(Beginning of Data section)

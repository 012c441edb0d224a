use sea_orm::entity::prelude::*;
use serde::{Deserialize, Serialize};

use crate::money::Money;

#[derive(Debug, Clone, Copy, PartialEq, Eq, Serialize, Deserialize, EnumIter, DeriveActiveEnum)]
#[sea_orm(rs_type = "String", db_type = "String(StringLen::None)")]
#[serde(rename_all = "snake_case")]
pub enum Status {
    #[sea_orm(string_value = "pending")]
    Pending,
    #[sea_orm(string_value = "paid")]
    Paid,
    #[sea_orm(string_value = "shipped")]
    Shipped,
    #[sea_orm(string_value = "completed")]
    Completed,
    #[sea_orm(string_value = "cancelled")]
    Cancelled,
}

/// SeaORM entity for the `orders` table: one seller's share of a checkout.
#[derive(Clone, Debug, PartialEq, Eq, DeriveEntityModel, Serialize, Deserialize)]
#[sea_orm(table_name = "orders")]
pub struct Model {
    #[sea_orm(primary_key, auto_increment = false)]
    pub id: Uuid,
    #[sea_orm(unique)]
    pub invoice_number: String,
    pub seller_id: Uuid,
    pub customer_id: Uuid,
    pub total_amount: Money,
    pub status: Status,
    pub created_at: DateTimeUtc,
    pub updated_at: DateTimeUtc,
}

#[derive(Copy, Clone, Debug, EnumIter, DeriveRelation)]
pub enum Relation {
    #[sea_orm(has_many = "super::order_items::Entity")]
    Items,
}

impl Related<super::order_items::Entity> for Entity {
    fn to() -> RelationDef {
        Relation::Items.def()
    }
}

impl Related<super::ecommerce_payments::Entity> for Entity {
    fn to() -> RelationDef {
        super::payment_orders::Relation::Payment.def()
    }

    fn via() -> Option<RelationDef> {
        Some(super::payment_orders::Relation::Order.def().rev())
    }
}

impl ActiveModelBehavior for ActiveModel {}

(End of Data section)
(Beginning of Data section)

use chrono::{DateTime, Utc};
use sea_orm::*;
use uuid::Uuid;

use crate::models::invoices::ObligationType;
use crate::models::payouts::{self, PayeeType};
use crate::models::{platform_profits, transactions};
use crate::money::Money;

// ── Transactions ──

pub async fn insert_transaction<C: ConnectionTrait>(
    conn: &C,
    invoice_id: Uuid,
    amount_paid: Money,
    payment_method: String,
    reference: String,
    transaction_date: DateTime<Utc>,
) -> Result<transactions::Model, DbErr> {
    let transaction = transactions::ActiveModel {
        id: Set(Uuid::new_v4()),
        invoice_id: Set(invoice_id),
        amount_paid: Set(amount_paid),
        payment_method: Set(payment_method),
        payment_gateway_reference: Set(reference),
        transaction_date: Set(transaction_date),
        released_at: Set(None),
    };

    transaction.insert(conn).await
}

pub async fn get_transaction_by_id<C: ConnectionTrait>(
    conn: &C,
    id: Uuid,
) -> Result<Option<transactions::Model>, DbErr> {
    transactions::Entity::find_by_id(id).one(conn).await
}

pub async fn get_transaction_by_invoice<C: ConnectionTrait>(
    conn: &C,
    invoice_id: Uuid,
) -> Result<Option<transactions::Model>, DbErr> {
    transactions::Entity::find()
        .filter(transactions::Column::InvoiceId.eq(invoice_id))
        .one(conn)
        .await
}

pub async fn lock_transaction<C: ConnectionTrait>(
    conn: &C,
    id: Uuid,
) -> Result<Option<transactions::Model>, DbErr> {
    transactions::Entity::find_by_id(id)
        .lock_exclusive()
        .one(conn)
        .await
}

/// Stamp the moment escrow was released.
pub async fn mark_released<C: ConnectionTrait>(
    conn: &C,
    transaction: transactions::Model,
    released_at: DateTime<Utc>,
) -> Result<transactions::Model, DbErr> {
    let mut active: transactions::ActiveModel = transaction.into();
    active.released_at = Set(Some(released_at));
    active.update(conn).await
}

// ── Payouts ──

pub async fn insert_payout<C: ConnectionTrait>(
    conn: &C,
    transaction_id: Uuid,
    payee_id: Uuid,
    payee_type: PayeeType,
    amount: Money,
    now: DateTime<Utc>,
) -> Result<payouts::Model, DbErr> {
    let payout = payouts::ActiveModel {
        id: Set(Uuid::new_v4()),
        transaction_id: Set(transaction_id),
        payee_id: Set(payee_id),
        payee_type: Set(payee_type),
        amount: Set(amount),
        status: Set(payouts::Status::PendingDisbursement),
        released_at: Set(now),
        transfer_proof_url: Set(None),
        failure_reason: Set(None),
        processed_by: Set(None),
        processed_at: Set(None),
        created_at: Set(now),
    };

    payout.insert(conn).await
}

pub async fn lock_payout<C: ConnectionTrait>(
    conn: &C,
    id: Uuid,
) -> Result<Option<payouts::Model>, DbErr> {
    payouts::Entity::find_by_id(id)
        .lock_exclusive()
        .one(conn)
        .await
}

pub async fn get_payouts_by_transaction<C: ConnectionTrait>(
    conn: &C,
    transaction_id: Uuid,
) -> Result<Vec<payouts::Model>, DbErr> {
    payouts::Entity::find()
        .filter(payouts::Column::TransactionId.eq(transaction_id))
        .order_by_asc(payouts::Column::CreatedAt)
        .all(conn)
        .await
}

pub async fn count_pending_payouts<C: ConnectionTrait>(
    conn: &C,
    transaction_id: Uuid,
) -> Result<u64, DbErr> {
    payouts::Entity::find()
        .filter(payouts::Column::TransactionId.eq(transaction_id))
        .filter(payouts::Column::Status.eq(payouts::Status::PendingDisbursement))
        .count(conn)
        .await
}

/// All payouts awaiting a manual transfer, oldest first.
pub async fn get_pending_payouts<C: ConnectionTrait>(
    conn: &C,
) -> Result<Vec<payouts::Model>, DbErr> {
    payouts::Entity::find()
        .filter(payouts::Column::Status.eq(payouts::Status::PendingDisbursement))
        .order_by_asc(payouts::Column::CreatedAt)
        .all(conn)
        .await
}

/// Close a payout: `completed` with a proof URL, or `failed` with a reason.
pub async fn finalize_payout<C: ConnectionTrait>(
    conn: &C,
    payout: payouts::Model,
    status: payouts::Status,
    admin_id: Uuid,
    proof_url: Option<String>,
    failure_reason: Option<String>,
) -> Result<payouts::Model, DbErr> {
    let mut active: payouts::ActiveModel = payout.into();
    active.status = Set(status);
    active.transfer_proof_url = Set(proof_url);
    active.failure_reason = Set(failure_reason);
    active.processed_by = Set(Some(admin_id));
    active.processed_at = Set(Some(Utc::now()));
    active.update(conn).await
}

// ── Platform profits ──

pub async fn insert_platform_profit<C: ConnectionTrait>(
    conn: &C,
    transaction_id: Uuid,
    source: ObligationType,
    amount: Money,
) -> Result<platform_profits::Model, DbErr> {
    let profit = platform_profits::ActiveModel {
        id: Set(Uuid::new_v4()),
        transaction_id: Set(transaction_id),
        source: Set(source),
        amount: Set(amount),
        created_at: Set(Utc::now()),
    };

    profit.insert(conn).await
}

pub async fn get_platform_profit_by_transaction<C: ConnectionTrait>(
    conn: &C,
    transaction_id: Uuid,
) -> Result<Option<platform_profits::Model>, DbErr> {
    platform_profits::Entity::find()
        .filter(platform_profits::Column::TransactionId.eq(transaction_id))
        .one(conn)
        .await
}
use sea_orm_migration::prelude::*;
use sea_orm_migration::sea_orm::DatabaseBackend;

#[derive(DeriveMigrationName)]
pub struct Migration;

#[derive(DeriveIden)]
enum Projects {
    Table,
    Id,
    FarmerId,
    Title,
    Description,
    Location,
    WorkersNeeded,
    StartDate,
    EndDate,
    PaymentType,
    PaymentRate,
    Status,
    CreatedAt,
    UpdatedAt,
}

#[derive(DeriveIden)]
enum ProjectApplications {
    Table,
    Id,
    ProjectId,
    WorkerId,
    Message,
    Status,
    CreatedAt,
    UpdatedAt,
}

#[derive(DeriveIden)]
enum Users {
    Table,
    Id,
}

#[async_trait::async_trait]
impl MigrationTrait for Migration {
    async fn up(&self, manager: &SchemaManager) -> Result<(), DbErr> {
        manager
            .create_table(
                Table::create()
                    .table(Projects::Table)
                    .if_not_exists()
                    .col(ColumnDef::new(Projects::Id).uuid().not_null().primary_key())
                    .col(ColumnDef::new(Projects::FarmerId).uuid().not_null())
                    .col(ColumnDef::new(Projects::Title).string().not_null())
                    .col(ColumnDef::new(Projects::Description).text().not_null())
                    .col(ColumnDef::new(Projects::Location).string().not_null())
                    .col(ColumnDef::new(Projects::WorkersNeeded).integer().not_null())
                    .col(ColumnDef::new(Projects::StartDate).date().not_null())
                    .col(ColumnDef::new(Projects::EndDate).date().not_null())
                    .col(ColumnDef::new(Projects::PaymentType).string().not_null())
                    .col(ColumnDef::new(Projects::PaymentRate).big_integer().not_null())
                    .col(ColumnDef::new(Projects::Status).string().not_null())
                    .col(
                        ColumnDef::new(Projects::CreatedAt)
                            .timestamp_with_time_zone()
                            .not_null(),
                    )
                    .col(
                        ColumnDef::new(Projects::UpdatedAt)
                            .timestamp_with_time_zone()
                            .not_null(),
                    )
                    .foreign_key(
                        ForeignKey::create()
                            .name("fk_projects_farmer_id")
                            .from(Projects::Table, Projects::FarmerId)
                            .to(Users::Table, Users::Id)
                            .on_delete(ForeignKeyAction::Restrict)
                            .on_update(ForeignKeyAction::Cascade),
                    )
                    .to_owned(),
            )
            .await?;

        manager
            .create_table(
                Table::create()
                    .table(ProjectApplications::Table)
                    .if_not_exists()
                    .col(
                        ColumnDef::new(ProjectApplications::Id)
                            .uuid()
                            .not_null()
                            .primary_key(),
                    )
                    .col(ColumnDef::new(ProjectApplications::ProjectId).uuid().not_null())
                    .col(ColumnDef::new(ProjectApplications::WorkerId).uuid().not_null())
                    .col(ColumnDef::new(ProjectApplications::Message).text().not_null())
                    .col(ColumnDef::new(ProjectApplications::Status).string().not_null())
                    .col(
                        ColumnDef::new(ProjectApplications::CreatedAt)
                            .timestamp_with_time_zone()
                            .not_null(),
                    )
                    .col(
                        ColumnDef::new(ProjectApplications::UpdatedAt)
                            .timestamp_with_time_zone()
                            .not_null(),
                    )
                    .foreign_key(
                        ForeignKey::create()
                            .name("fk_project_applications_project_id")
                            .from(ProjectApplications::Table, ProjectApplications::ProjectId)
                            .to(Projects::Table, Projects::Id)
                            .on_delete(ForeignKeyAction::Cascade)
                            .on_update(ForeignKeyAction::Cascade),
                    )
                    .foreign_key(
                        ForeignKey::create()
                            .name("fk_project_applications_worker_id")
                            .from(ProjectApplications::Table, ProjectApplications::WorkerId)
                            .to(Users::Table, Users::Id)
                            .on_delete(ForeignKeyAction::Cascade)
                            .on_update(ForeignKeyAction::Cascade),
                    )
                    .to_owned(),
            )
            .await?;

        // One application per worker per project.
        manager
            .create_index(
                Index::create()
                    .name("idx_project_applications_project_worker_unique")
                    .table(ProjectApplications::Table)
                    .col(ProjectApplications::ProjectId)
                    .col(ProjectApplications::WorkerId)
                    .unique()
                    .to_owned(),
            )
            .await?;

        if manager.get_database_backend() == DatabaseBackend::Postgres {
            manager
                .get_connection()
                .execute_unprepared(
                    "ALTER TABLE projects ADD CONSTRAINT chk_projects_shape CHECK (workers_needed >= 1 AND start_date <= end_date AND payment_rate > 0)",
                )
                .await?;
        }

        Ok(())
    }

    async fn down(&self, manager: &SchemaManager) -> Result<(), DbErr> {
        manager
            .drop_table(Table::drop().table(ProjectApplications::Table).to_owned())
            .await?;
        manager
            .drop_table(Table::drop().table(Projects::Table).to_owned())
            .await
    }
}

(End of Data section)
(Beginning of Data section)

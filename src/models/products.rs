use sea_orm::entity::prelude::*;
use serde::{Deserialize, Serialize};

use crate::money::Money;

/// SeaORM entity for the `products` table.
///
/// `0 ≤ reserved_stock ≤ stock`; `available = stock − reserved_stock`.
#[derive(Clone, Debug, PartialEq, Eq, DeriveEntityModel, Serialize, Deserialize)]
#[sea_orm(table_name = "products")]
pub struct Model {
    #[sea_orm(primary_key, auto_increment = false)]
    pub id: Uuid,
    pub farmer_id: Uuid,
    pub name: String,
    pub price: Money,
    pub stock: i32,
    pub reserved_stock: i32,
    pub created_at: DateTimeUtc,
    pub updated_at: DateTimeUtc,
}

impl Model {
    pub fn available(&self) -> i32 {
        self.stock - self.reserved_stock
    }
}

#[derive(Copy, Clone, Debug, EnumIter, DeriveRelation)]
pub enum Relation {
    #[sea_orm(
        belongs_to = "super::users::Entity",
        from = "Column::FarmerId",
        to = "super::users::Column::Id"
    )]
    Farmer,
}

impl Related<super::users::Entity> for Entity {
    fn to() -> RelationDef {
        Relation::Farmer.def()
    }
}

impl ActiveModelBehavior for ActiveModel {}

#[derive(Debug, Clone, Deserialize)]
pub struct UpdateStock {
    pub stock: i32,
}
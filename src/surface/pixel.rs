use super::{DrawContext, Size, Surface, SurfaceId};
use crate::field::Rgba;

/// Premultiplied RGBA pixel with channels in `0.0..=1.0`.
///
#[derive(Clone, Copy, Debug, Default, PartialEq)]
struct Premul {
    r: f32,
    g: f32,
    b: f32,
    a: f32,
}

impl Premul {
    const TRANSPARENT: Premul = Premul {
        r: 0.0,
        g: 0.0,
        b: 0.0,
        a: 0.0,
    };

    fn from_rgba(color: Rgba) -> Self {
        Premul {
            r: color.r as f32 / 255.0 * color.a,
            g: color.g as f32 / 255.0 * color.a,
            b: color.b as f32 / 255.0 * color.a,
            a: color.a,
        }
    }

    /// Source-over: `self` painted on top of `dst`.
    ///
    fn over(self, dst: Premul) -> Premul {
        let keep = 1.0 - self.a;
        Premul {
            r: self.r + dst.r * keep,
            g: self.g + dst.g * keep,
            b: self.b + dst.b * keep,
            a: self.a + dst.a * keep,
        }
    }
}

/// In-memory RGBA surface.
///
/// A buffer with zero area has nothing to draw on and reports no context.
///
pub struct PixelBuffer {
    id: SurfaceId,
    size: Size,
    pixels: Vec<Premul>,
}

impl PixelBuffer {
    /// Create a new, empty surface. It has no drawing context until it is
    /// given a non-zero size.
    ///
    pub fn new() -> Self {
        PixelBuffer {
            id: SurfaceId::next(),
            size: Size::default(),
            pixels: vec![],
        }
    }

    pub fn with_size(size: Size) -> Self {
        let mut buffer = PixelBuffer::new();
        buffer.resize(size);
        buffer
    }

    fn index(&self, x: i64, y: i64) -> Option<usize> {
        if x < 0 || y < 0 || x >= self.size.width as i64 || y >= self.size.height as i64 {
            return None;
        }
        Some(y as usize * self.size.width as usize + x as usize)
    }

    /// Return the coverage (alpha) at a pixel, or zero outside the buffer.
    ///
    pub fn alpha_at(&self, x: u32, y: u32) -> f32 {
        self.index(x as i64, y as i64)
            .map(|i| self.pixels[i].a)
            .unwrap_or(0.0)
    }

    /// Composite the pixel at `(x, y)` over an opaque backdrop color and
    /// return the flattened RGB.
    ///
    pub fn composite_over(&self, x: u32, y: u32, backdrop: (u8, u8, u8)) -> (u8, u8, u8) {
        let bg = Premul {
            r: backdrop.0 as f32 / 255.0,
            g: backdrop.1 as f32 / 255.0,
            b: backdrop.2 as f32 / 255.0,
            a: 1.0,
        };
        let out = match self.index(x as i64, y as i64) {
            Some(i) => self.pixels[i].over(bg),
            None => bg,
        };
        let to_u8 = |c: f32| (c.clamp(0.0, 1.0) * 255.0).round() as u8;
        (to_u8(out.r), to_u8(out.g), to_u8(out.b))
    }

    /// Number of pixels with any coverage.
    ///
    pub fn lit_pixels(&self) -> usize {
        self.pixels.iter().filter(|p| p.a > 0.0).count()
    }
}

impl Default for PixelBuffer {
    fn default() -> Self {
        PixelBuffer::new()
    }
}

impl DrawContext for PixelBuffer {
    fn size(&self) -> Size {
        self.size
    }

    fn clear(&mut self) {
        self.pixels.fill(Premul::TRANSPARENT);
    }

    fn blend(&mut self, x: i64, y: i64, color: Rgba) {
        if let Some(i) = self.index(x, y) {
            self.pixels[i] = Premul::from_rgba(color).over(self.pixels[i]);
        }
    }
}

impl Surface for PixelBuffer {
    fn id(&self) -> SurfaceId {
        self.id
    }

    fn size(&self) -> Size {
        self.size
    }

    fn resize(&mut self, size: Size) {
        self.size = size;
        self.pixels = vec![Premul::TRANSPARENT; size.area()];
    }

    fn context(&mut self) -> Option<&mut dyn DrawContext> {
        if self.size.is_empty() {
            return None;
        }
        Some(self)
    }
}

(End of Data section)

Check each line of the material for the word "color". Copy the ones that have it.

    fn from_rgba(color: Rgba) -> Self {
            r: color.r as f32 / 255.0 * color.a,
            g: color.g as f32 / 255.0 * color.a,
            b: color.b as f32 / 255.0 * color.a,
            a: color.a,
    /// Composite the pixel at `(x, y)` over an opaque backdrop color and
    fn blend(&mut self, x: i64, y: i64, color: Rgba) {
            self.pixels[i] = Premul::from_rgba(color).over(self.pixels[i]);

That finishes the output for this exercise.